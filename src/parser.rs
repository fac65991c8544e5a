//! Recursive-descent parser producing a `Program`.
//!
//! Each grammar rule is one function taking the cursor by `&mut`, so the
//! parse state is an explicit value rather than anything shared. There is one
//! token of lookahead (two to tell a call statement from an assignment), no
//! backtracking, and the first mismatch aborts the whole parse.
//!
//! Two rules depend on [`Options`]: how a condition groups its operators and
//! where a block ends. Everything else is fixed.

use tracing::trace;

use crate::ast::{BinaryOp, Block, Call, ElifClause, Expr, FunctionDef, IfChain, Program, Stmt};
use crate::config::{BlockStyle, Options, Precedence};
use crate::error::{Expected, ParseSnafu, TranspileError, TranspileResult};
use crate::tokenizer::{Token, TokenKind};

/// Every operator lexeme the grammar uses somewhere. The tokenizer lexes any
/// run of operator characters, so anything outside this set (`+-`, `=<`,
/// `===`) is rejected as soon as the parser looks at it.
const OPERATORS: [&str; 11] = ["+", "-", "*", "/", "=", "==", "!=", "<", "<=", ">", ">="];

/// Operators of the single level a flat condition folds over.
const FLAT_CONDITION: [BinaryOp; 8] = [
  BinaryOp::Eq,
  BinaryOp::Ne,
  BinaryOp::Lt,
  BinaryOp::Le,
  BinaryOp::Gt,
  BinaryOp::Ge,
  BinaryOp::And,
  BinaryOp::Or,
];

/// Closes a block in the explicit block style. Not a keyword: it only means
/// anything at statement position.
const BLOCK_END: &str = "end";

/// Parse a whole program with the default options.
pub fn parse(tokens: Vec<Token>) -> TranspileResult<Program> {
  parse_with(tokens, &Options::default())
}

pub fn parse_with(tokens: Vec<Token>, options: &Options) -> TranspileResult<Program> {
  let mut stream = TokenStream::new(tokens, *options);
  let mut statements = Vec::new();

  while !stream.is_eof() {
    statements.push(parse_stmt(&mut stream)?);
  }

  Ok(Program { statements })
}

/// Dispatch on the first token of the statement.
fn parse_stmt(stream: &mut TokenStream) -> TranspileResult<Stmt> {
  let stmt = if stream.at(TokenKind::Keyword, "if") {
    parse_if(stream)?
  } else if stream.at(TokenKind::Keyword, "while") {
    parse_while(stream)?
  } else if stream.at(TokenKind::Keyword, "def") {
    parse_def(stream)?
  } else if stream.at(TokenKind::Keyword, "return") {
    parse_return(stream)?
  } else if stream.at_kind(TokenKind::Identifier) && !stream.at_block_end() {
    if stream.call_follows() {
      Stmt::Call(parse_call(stream)?)
    } else {
      parse_assignment(stream)?
    }
  } else {
    return Err(stream.error(Expected::Statement));
  };

  trace!(kind = stmt.kind(), "parsed statement");
  Ok(stmt)
}

fn parse_if(stream: &mut TokenStream) -> TranspileResult<Stmt> {
  stream.skip(TokenKind::Keyword, "if")?;
  let condition = parse_condition(stream)?;
  stream.skip(TokenKind::Delimiter, ":")?;
  let then_block = parse_block(stream)?;

  let mut elif_clauses = Vec::new();
  while stream.equal(TokenKind::Keyword, "elif") {
    let condition = parse_condition(stream)?;
    stream.skip(TokenKind::Delimiter, ":")?;
    let block = parse_block(stream)?;
    elif_clauses.push(ElifClause { condition, block });
  }

  let else_block = if stream.equal(TokenKind::Keyword, "else") {
    stream.skip(TokenKind::Delimiter, ":")?;
    Some(parse_block(stream)?)
  } else {
    None
  };

  stream.close_compound()?;
  Ok(Stmt::If(IfChain {
    condition,
    then_block,
    elif_clauses,
    else_block,
  }))
}

fn parse_while(stream: &mut TokenStream) -> TranspileResult<Stmt> {
  stream.skip(TokenKind::Keyword, "while")?;
  let condition = parse_condition(stream)?;
  stream.skip(TokenKind::Delimiter, ":")?;
  let body = parse_block(stream)?;
  stream.close_compound()?;
  Ok(Stmt::While { condition, body })
}

fn parse_def(stream: &mut TokenStream) -> TranspileResult<Stmt> {
  stream.skip(TokenKind::Keyword, "def")?;
  let name = stream.get_ident()?;
  stream.skip(TokenKind::Delimiter, "(")?;

  let mut params = Vec::new();
  if !stream.equal(TokenKind::Delimiter, ")") {
    params.push(stream.get_param()?);
    while stream.equal(TokenKind::Delimiter, ",") {
      params.push(stream.get_param()?);
    }
    stream.skip(TokenKind::Delimiter, ")")?;
  }

  stream.skip(TokenKind::Delimiter, ":")?;
  let body = parse_block(stream)?;
  stream.close_compound()?;
  Ok(Stmt::FunctionDef(FunctionDef { name, params, body }))
}

fn parse_return(stream: &mut TokenStream) -> TranspileResult<Stmt> {
  stream.skip(TokenKind::Keyword, "return")?;
  Ok(Stmt::Return(parse_expr(stream)?))
}

fn parse_assignment(stream: &mut TokenStream) -> TranspileResult<Stmt> {
  let target = stream.get_ident()?;
  stream.skip(TokenKind::Operator, "=")?;
  let value = parse_expr(stream)?;
  Ok(Stmt::Assignment { target, value })
}

/// `IDENT '(' ArgList? ')'`, shared by call statements and call factors.
fn parse_call(stream: &mut TokenStream) -> TranspileResult<Call> {
  let callee = stream.get_ident()?;
  stream.skip(TokenKind::Delimiter, "(")?;

  let mut args = Vec::new();
  if !stream.equal(TokenKind::Delimiter, ")") {
    args.push(parse_expr(stream)?);
    while stream.equal(TokenKind::Delimiter, ",") {
      args.push(parse_expr(stream)?);
    }
    stream.skip(TokenKind::Delimiter, ")")?;
  }

  Ok(Call { callee, args })
}

fn parse_block(stream: &mut TokenStream) -> TranspileResult<Block> {
  let mut statements = Vec::new();

  match stream.options.blocks {
    BlockStyle::Keyword => {
      // Any keyword ends the block; a `return` is taken in first.
      while let Some(token) = stream.peek() {
        if token.kind == TokenKind::Keyword {
          if token.lexeme == "return" {
            statements.push(parse_return(stream)?);
          }
          break;
        }
        statements.push(parse_stmt(stream)?);
      }
    }
    BlockStyle::Explicit => {
      while !stream.at(TokenKind::Keyword, "elif")
        && !stream.at(TokenKind::Keyword, "else")
        && !stream.at_block_end()
      {
        if stream.is_eof() {
          return Err(stream.error(Expected::BlockEnd));
        }
        statements.push(parse_stmt(stream)?);
      }
    }
  }

  if statements.is_empty() {
    return Err(stream.error(Expected::Statement));
  }
  Ok(Block { statements })
}

fn parse_condition(stream: &mut TokenStream) -> TranspileResult<Expr> {
  match stream.options.precedence {
    Precedence::Flat => parse_binary_chain(stream, &FLAT_CONDITION, parse_expr),
    Precedence::Standard => parse_or(stream),
  }
}

fn parse_or(stream: &mut TokenStream) -> TranspileResult<Expr> {
  parse_binary_chain(stream, &[BinaryOp::Or], parse_and)
}

fn parse_and(stream: &mut TokenStream) -> TranspileResult<Expr> {
  parse_binary_chain(stream, &[BinaryOp::And], parse_comparison)
}

fn parse_comparison(stream: &mut TokenStream) -> TranspileResult<Expr> {
  parse_binary_chain(stream, &BinaryOp::COMPARISON, parse_expr)
}

fn parse_expr(stream: &mut TokenStream) -> TranspileResult<Expr> {
  parse_binary_chain(stream, &BinaryOp::ADDITIVE, parse_term)
}

fn parse_term(stream: &mut TokenStream) -> TranspileResult<Expr> {
  parse_binary_chain(stream, &BinaryOp::MULTIPLICATIVE, parse_factor)
}

/// `operand (op operand)*` for `op` in `ops`, folded to the left.
fn parse_binary_chain(
  stream: &mut TokenStream,
  ops: &[BinaryOp],
  operand: fn(&mut TokenStream) -> TranspileResult<Expr>,
) -> TranspileResult<Expr> {
  let mut node = operand(stream)?;

  while let Some(op) = stream.binary_op(ops)? {
    stream.advance();
    let rhs = operand(stream)?;
    node = Expr::binary(node, op, rhs);
  }

  Ok(node)
}

fn parse_factor(stream: &mut TokenStream) -> TranspileResult<Expr> {
  if stream.equal(TokenKind::Delimiter, "(") {
    let node = parse_expr(stream)?;
    stream.skip(TokenKind::Delimiter, ")")?;
    return Ok(node);
  }

  if stream.at_kind(TokenKind::Number) {
    return Ok(Expr::literal(stream.get_number()?));
  }

  if stream.at_kind(TokenKind::Identifier) {
    if stream.call_follows() {
      return Ok(Expr::Call(parse_call(stream)?));
    }
    return Ok(Expr::variable(stream.get_ident()?));
  }

  Err(stream.error(Expected::Factor))
}

/// Cursor over the token vector plus the options the parse runs under.
struct TokenStream {
  tokens: Vec<Token>,
  pos: usize,
  options: Options,
}

impl TokenStream {
  fn new(tokens: Vec<Token>, options: Options) -> Self {
    Self {
      tokens,
      pos: 0,
      options,
    }
  }

  fn peek(&self) -> Option<&Token> {
    self.tokens.get(self.pos)
  }

  fn advance(&mut self) {
    self.pos += 1;
  }

  fn is_eof(&self) -> bool {
    self.pos >= self.tokens.len()
  }

  fn at(&self, kind: TokenKind, lexeme: &str) -> bool {
    self.peek().is_some_and(|token| token.is(kind, lexeme))
  }

  fn at_kind(&self, kind: TokenKind) -> bool {
    self.peek().is_some_and(|token| token.kind == kind)
  }

  /// Identifier followed by `(`: a call rather than an assignment or variable.
  fn call_follows(&self) -> bool {
    self
      .tokens
      .get(self.pos + 1)
      .is_some_and(|token| token.is(TokenKind::Delimiter, "("))
  }

  fn at_block_end(&self) -> bool {
    self.options.blocks == BlockStyle::Explicit && self.at(TokenKind::Identifier, BLOCK_END)
  }

  /// Consume the current token if it is exactly `lexeme` of `kind`.
  fn equal(&mut self, kind: TokenKind, lexeme: &str) -> bool {
    if self.at(kind, lexeme) {
      self.advance();
      return true;
    }
    false
  }

  fn skip(&mut self, kind: TokenKind, lexeme: &'static str) -> TranspileResult<()> {
    if self.equal(kind, lexeme) {
      Ok(())
    } else {
      Err(self.error(Expected::Lexeme(kind, lexeme)))
    }
  }

  /// In the explicit block style every compound statement ends with `end`.
  fn close_compound(&mut self) -> TranspileResult<()> {
    if self.options.blocks == BlockStyle::Keyword {
      return Ok(());
    }
    if self.at_block_end() {
      self.advance();
      Ok(())
    } else {
      Err(self.error(Expected::BlockEnd))
    }
  }

  /// Peek at a binary operator from `ops`. A lexeme outside the grammar's
  /// operator set is an error here; a known operator of another level just
  /// ends the chain.
  fn binary_op(&self, ops: &[BinaryOp]) -> TranspileResult<Option<BinaryOp>> {
    let Some(token) = self.peek() else {
      return Ok(None);
    };

    match token.kind {
      TokenKind::Operator if !OPERATORS.contains(&token.lexeme.as_str()) => {
        Err(self.error(Expected::Operator))
      }
      TokenKind::Operator | TokenKind::Keyword => Ok(
        BinaryOp::from_lexeme(&token.lexeme).filter(|op| ops.contains(op)),
      ),
      _ => Ok(None),
    }
  }

  fn get_ident(&mut self) -> TranspileResult<String> {
    self.take(TokenKind::Identifier, Expected::Kind(TokenKind::Identifier))
  }

  /// Parameters are names or numbers, kept as written.
  fn get_param(&mut self) -> TranspileResult<String> {
    if self.at_kind(TokenKind::Number) {
      return self.take(TokenKind::Number, Expected::Parameter);
    }
    self.take(TokenKind::Identifier, Expected::Parameter)
  }

  fn get_number(&mut self) -> TranspileResult<String> {
    self.take(TokenKind::Number, Expected::Kind(TokenKind::Number))
  }

  fn take(&mut self, kind: TokenKind, expected: Expected) -> TranspileResult<String> {
    match self.peek() {
      Some(token) if token.kind == kind => {
        let lexeme = token.lexeme.clone();
        self.advance();
        Ok(lexeme)
      }
      _ => Err(self.error(expected)),
    }
  }

  fn error(&self, expected: Expected) -> TranspileError {
    ParseSnafu {
      expected,
      found: self.peek().cloned(),
    }
    .build()
  }
}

_ _ _ _ _

WORK REQUEST:
Your answer must be the lines from the first line of the entries above through the line that contains "its operators and", written out exactly.

RESPONSE TO THE EXERCISE:
filename src/parser.rs
repository fac65991c8544e5a
//! Recursive-descent parser producing a `Program`.
//!
//! Each grammar rule is one function taking the cursor by `&mut`, so the
//! parse state is an explicit value rather than anything shared. There is one
//! token of lookahead (two to tell a call statement from an assignment), no
//! backtracking, and the first mismatch aborts the whole parse.
//!
//! Two rules depend on [`Options`]: how a condition groups its operators and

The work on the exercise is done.